# What you will do
Once the line containing "filename crates/guestlog-core/src/constants.rs" is found in the entries below, restate it and each following line word for word, stopping after the line containing "pub fn containers_dir()".

[Source information Boundary: Start]

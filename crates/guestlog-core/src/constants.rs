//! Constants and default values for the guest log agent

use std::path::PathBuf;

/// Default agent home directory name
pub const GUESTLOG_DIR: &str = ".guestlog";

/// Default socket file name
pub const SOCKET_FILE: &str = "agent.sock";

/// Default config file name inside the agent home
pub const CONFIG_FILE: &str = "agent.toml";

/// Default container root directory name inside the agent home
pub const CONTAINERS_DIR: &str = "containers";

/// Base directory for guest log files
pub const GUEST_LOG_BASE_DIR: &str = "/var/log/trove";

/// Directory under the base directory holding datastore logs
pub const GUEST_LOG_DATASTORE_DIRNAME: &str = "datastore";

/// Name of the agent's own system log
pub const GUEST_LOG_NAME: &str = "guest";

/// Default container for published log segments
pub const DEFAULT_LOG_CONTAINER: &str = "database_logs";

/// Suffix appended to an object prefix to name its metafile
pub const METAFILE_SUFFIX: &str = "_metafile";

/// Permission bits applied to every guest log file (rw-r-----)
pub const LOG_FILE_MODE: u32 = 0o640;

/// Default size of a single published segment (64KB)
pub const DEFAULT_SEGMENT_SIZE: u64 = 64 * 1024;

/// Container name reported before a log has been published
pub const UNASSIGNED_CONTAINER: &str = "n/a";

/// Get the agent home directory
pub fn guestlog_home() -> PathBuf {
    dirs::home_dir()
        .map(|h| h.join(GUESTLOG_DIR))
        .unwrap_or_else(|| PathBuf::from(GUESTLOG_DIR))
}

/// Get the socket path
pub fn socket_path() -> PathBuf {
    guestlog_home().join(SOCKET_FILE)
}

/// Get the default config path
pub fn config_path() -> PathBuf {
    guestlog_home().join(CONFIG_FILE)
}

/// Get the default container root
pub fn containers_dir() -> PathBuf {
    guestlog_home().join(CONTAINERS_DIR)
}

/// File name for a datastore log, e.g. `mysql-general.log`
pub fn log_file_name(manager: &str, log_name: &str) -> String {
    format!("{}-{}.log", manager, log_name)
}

[Source information Boundary: End]
[Source information Boundary: Start]

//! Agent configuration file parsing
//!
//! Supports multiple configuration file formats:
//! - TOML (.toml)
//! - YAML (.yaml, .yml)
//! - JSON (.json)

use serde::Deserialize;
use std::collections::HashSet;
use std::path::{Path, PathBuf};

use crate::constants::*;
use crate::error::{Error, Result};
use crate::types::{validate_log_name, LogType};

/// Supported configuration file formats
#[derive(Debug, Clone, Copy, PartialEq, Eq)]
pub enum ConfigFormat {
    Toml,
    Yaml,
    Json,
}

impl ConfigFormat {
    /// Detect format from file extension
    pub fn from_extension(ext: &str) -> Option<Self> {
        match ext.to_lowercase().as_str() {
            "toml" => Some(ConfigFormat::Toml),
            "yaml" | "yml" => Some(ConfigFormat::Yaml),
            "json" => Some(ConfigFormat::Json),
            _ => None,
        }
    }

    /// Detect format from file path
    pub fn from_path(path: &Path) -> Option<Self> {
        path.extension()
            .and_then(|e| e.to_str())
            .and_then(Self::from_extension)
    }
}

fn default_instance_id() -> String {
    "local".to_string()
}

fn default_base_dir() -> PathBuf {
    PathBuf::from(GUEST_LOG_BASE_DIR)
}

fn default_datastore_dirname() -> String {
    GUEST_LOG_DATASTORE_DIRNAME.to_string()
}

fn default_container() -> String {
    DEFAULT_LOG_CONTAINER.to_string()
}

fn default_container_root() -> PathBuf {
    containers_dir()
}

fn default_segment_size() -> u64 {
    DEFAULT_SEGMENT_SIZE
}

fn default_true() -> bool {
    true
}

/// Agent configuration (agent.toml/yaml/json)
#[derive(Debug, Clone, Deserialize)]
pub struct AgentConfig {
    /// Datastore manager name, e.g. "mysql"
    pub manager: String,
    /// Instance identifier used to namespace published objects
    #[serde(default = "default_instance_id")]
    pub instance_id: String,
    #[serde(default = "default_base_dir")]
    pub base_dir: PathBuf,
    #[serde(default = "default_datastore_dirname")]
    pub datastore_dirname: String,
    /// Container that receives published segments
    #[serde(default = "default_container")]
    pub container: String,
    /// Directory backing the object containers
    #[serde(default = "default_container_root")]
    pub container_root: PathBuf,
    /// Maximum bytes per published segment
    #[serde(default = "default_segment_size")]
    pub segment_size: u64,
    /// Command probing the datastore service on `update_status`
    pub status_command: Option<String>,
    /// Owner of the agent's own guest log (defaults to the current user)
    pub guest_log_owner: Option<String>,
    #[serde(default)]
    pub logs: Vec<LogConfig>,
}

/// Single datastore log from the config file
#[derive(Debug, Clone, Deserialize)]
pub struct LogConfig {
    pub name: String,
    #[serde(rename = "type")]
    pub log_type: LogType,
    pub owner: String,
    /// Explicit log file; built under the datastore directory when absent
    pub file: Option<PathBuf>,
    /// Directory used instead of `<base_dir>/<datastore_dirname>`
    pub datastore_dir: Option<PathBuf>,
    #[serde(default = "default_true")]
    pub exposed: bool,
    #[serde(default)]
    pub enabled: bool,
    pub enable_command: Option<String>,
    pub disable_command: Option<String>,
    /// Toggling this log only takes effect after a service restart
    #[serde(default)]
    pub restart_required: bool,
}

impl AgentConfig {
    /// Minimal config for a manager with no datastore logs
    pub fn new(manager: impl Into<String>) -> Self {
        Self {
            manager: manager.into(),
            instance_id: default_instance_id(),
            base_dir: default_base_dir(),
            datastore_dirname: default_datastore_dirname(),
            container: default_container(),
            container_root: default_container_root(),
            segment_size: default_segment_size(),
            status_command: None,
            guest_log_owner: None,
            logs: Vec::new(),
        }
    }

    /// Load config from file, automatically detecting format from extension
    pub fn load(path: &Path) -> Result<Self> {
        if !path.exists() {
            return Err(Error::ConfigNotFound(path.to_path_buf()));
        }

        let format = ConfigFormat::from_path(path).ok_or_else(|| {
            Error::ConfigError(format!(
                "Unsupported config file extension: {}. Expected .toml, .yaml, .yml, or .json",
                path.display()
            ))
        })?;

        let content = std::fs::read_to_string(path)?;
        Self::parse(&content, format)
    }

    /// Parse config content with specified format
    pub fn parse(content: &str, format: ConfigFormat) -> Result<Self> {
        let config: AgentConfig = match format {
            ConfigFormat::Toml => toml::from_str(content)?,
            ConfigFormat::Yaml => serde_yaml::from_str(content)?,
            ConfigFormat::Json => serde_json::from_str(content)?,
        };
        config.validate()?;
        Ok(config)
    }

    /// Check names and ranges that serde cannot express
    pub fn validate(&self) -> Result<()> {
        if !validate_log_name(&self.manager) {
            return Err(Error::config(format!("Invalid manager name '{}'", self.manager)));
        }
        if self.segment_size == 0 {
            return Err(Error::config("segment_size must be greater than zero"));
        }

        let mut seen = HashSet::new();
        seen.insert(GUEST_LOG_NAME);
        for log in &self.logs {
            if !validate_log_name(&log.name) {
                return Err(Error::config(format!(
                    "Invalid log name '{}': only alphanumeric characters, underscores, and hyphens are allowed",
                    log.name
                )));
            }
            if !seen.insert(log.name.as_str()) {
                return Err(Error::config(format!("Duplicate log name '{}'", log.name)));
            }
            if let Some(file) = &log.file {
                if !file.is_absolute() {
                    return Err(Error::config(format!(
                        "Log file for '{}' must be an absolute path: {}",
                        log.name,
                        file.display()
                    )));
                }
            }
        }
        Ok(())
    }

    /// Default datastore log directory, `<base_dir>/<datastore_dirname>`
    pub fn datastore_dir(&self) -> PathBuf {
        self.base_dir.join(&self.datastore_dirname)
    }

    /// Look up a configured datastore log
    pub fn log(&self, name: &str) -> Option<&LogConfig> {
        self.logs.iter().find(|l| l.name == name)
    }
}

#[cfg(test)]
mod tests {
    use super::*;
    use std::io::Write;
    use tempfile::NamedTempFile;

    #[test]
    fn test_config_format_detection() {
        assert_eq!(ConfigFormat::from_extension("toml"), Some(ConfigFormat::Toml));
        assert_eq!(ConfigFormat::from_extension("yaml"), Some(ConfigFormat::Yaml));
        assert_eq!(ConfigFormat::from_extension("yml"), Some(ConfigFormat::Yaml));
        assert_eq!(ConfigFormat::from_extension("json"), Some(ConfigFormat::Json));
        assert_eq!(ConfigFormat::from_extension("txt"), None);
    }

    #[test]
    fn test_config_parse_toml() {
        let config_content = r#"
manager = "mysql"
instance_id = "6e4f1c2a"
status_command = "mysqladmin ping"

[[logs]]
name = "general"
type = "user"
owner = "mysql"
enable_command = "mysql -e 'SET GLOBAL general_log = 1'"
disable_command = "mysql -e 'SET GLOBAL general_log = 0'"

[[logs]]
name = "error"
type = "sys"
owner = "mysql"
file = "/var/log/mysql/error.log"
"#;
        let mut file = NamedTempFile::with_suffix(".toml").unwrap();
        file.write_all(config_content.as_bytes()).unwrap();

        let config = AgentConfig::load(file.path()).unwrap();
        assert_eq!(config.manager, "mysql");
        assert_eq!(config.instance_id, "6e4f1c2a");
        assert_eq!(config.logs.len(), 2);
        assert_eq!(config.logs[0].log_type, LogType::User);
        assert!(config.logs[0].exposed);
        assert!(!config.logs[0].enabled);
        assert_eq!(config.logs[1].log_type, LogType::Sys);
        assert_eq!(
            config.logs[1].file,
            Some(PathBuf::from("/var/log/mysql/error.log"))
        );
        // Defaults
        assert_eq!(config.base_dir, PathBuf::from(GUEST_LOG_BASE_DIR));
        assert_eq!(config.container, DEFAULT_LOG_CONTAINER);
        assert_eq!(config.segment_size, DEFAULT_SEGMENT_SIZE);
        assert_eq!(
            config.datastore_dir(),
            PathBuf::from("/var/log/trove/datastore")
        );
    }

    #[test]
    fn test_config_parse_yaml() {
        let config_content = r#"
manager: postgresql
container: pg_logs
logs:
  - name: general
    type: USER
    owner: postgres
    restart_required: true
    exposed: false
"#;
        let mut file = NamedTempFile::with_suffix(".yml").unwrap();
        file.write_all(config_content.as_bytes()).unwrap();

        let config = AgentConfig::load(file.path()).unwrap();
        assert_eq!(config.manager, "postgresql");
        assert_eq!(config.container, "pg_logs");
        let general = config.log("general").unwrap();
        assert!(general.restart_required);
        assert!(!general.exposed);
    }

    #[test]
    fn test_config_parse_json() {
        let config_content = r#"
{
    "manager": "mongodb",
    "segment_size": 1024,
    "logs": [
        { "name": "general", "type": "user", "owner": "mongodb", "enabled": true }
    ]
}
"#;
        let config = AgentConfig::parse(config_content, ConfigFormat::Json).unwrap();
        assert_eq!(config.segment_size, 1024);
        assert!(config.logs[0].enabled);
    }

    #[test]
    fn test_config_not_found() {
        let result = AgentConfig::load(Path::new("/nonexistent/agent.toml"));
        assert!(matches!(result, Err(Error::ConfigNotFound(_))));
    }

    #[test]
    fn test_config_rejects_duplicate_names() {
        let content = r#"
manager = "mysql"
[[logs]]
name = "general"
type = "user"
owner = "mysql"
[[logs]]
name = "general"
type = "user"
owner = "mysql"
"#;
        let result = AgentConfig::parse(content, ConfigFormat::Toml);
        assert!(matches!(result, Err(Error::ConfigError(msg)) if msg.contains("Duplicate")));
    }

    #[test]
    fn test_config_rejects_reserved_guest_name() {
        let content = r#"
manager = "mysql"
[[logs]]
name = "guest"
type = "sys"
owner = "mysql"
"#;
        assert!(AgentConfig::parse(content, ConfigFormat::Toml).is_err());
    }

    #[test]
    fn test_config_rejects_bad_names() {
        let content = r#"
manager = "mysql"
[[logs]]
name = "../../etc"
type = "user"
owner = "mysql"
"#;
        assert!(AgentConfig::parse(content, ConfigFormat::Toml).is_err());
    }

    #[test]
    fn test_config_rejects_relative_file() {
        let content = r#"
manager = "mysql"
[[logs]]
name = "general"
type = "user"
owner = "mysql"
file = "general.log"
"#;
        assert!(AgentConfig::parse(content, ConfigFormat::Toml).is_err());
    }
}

[Source information Boundary: End]

# Answer
filename crates/guestlog-core/src/constants.rs
//! Constants and default values for the guest log agent

use std::path::PathBuf;

/// Default agent home directory name
pub const GUESTLOG_DIR: &str = ".guestlog";

/// Default socket file name
pub const SOCKET_FILE: &str = "agent.sock";

/// Default config file name inside the agent home
pub const CONFIG_FILE: &str = "agent.toml";

/// Default container root directory name inside the agent home
pub const CONTAINERS_DIR: &str = "containers";

/// Base directory for guest log files
pub const GUEST_LOG_BASE_DIR: &str = "/var/log/trove";

/// Directory under the base directory holding datastore logs
pub const GUEST_LOG_DATASTORE_DIRNAME: &str = "datastore";

/// Name of the agent's own system log
pub const GUEST_LOG_NAME: &str = "guest";

/// Default container for published log segments
pub const DEFAULT_LOG_CONTAINER: &str = "database_logs";

/// Suffix appended to an object prefix to name its metafile
pub const METAFILE_SUFFIX: &str = "_metafile";

/// Permission bits applied to every guest log file (rw-r-----)
pub const LOG_FILE_MODE: u32 = 0o640;

/// Default size of a single published segment (64KB)
pub const DEFAULT_SEGMENT_SIZE: u64 = 64 * 1024;

/// Container name reported before a log has been published
pub const UNASSIGNED_CONTAINER: &str = "n/a";

/// Get the agent home directory
pub fn guestlog_home() -> PathBuf {
    dirs::home_dir()
        .map(|h| h.join(GUESTLOG_DIR))
        .unwrap_or_else(|| PathBuf::from(GUESTLOG_DIR))
}

/// Get the socket path
pub fn socket_path() -> PathBuf {
    guestlog_home().join(SOCKET_FILE)
}

/// Get the default config path
pub fn config_path() -> PathBuf {
    guestlog_home().join(CONFIG_FILE)
}

/// Get the default container root
pub fn containers_dir() -> PathBuf {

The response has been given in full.